◆ WHAT YOU HAVE TO DO ◆
Say how many lines of the records include the string "struct". Nothing else belongs in the answer.

◆ Recorded data ◆
- - - - -

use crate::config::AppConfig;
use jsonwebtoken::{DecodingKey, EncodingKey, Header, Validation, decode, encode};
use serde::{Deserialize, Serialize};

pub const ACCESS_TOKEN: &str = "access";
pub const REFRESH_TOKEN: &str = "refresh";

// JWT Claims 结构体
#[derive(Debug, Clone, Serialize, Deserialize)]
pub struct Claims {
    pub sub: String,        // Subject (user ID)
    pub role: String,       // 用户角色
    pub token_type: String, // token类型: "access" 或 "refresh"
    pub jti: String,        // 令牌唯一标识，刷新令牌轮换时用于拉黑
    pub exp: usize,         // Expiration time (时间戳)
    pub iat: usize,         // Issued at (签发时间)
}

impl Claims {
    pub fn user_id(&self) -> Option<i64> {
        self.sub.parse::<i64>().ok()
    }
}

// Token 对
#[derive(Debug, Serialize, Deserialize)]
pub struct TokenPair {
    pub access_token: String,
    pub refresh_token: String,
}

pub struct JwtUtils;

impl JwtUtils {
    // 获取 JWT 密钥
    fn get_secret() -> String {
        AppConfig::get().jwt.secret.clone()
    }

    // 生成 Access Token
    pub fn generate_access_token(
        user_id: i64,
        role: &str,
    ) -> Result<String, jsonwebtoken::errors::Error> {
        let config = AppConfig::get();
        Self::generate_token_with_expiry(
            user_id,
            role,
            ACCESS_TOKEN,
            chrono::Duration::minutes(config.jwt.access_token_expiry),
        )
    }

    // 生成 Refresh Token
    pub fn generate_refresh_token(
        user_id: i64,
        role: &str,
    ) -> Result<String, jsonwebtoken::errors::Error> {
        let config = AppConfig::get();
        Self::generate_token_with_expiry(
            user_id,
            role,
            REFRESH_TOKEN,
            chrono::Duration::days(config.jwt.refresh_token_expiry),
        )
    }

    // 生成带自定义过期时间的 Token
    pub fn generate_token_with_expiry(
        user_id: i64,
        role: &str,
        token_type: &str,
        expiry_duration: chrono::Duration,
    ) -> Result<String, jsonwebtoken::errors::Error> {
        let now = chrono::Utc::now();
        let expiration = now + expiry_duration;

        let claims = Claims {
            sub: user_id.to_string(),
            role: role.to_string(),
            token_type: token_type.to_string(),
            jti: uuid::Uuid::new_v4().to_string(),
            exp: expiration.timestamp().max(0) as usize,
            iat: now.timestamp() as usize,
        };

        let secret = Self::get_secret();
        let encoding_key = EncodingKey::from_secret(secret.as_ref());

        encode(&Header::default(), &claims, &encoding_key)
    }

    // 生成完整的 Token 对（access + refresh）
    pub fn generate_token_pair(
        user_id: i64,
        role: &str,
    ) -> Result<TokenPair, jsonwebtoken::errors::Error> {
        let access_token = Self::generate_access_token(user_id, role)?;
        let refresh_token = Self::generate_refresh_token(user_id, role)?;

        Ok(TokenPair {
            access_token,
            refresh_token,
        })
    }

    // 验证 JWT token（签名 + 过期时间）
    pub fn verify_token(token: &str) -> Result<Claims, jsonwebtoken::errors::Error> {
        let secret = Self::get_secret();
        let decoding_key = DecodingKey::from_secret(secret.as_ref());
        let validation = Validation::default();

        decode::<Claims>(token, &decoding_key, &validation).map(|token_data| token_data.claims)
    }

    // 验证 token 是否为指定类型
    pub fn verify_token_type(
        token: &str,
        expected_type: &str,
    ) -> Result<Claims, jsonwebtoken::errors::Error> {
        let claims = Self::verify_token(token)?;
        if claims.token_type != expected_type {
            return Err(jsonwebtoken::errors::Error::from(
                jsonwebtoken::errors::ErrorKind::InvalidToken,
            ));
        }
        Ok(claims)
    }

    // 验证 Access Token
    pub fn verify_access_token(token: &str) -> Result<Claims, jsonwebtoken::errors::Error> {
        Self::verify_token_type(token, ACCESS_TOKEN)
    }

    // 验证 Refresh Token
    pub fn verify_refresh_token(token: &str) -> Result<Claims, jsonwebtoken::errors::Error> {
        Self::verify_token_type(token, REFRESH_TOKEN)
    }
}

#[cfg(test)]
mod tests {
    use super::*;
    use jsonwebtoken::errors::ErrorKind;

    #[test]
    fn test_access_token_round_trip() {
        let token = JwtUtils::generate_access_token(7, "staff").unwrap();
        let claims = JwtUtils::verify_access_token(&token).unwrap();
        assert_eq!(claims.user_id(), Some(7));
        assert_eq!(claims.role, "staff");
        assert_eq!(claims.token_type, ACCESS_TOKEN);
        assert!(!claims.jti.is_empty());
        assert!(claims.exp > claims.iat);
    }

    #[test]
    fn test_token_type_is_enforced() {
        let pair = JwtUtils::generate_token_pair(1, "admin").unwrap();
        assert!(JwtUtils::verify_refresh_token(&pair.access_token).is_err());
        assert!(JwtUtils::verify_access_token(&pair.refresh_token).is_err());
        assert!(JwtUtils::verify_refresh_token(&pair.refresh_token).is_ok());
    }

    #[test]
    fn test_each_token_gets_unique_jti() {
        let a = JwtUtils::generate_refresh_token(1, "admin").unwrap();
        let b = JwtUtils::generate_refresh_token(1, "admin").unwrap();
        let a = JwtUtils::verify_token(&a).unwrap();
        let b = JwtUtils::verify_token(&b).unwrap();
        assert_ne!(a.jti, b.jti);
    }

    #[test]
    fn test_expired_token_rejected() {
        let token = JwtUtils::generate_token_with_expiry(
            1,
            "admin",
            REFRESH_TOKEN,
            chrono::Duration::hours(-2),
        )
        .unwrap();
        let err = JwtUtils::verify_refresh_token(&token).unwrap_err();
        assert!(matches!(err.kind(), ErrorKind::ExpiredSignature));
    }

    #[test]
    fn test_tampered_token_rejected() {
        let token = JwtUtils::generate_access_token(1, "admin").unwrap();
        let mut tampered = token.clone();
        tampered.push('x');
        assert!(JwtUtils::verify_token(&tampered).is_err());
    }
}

- - - - -

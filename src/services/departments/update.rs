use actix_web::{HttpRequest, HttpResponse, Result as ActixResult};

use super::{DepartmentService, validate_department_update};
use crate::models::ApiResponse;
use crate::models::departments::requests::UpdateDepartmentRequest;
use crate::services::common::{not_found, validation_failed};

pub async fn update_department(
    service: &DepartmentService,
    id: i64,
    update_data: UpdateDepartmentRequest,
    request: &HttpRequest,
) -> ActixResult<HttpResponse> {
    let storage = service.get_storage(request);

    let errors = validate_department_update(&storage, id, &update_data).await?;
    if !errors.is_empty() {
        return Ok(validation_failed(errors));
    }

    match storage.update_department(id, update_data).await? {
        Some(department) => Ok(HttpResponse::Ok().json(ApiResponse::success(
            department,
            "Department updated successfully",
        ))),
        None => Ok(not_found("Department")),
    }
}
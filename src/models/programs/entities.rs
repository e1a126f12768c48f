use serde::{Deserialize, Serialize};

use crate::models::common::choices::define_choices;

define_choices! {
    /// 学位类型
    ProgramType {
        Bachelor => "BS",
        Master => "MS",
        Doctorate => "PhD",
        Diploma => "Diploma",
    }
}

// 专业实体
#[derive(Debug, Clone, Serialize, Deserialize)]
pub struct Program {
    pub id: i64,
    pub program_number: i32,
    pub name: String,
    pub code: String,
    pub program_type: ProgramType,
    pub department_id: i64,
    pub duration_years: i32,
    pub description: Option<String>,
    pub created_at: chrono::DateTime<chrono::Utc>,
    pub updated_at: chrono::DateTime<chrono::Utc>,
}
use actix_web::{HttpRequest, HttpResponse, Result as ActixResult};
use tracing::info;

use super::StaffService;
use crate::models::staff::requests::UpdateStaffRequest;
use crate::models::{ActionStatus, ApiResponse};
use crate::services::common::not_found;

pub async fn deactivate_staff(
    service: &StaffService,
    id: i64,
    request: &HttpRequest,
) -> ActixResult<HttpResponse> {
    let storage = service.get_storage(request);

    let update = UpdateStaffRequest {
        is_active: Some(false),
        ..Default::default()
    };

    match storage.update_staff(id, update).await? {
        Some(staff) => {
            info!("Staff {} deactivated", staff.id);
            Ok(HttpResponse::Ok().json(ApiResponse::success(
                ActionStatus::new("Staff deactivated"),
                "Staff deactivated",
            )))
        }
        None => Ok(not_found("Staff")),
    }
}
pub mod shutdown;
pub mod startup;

- - - - -

◆ ANSWER TO THIS TASK ◆
4